▶ [Dataset entries]:
▬▬▬▬▬▬▬▬▬▬
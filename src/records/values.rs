//! Cleanup for raw Klook page text keyed by URL.

use crate::common::types::Record;
use once_cell::sync::Lazy;
use regex::Regex;
use serde_json::Value;
use tracing::warn;

static USAGE_IMAGES_BLOCK: Lazy<Regex> = Lazy::new(|| {
    Regex::new(r"(?s)(usage_images).*?(latest_best_review)").expect("valid usage_images regex")
});

static CHAT_INFO_BLOCK: Lazy<Regex> = Lazy::new(|| {
    Regex::new(r#"(?s)(chat_info).*?(\{name:\["activity_internal_link"\]\})"#)
        .expect("valid chat_info regex")
});

/// Cleans every string value: drops the bulky blocks between the
/// `usage_images`/`latest_best_review` and `chat_info`/internal-link markers
/// (the markers stay), then decodes `\uXXXX` escapes. Returns the cleaned
/// map and the number of values whose escapes could not all be decoded.
pub fn clean_scraped_values(map: Record) -> (Record, usize) {
    let mut undecodable = 0;
    let cleaned = map
        .into_iter()
        .map(|(key, value)| match value {
            Value::String(text) => {
                let (cleaned, ok) = clean_value(&text);
                if !ok {
                    warn!("could not decode every unicode escape in '{}'", key);
                    undecodable += 1;
                }
                (key, Value::String(cleaned))
            }
            other => (key, other),
        })
        .collect();
    (cleaned, undecodable)
}

/// Returns the cleaned text and whether every escape decoded.
pub fn clean_value(text: &str) -> (String, bool) {
    let text = USAGE_IMAGES_BLOCK.replace_all(text, "$1$2");
    let text = CHAT_INFO_BLOCK.replace_all(&text, "$1$2");
    let text = text.replace("\\\\u", "\\u");
    decode_unicode_escapes(&text)
}

fn hex_unit(chars: &[char], at: usize) -> Option<u32> {
    if chars.get(at) != Some(&'\\') || chars.get(at + 1) != Some(&'u') {
        return None;
    }
    let digits: String = chars.get(at + 2..at + 6)?.iter().collect();
    u32::from_str_radix(&digits, 16).ok()
}

/// Decodes `\uXXXX` escapes, joining surrogate pairs. Lone surrogates are
/// left as written.
pub fn decode_unicode_escapes(text: &str) -> (String, bool) {
    let chars: Vec<char> = text.chars().collect();
    let mut out = String::with_capacity(text.len());
    let mut ok = true;
    let mut i = 0;

    while i < chars.len() {
        let unit = match hex_unit(&chars, i) {
            Some(unit) => unit,
            None => {
                out.push(chars[i]);
                i += 1;
                continue;
            }
        };

        if (0xD800..0xDC00).contains(&unit) {
            if let Some(low) = hex_unit(&chars, i + 6).filter(|u| (0xDC00..0xE000).contains(u)) {
                let combined = 0x10000 + ((unit - 0xD800) << 10) + (low - 0xDC00);
                if let Some(c) = char::from_u32(combined) {
                    out.push(c);
                    i += 12;
                    continue;
                }
            }
        }

        match char::from_u32(unit) {
            Some(c) => out.push(c),
            None => {
                ok = false;
                out.extend(&chars[i..i + 6]);
            }
        }
        i += 6;
    }
    (out, ok)
}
▬▬▬▬▬▬▬▬▬▬
▶ [What you are asked to do]: Gather each line of the records holding the string "match".

▶ [Task output]:
        .map(|(key, value)| match value {
        let unit = match hex_unit(&chars, i) {
        match char::from_u32(unit) {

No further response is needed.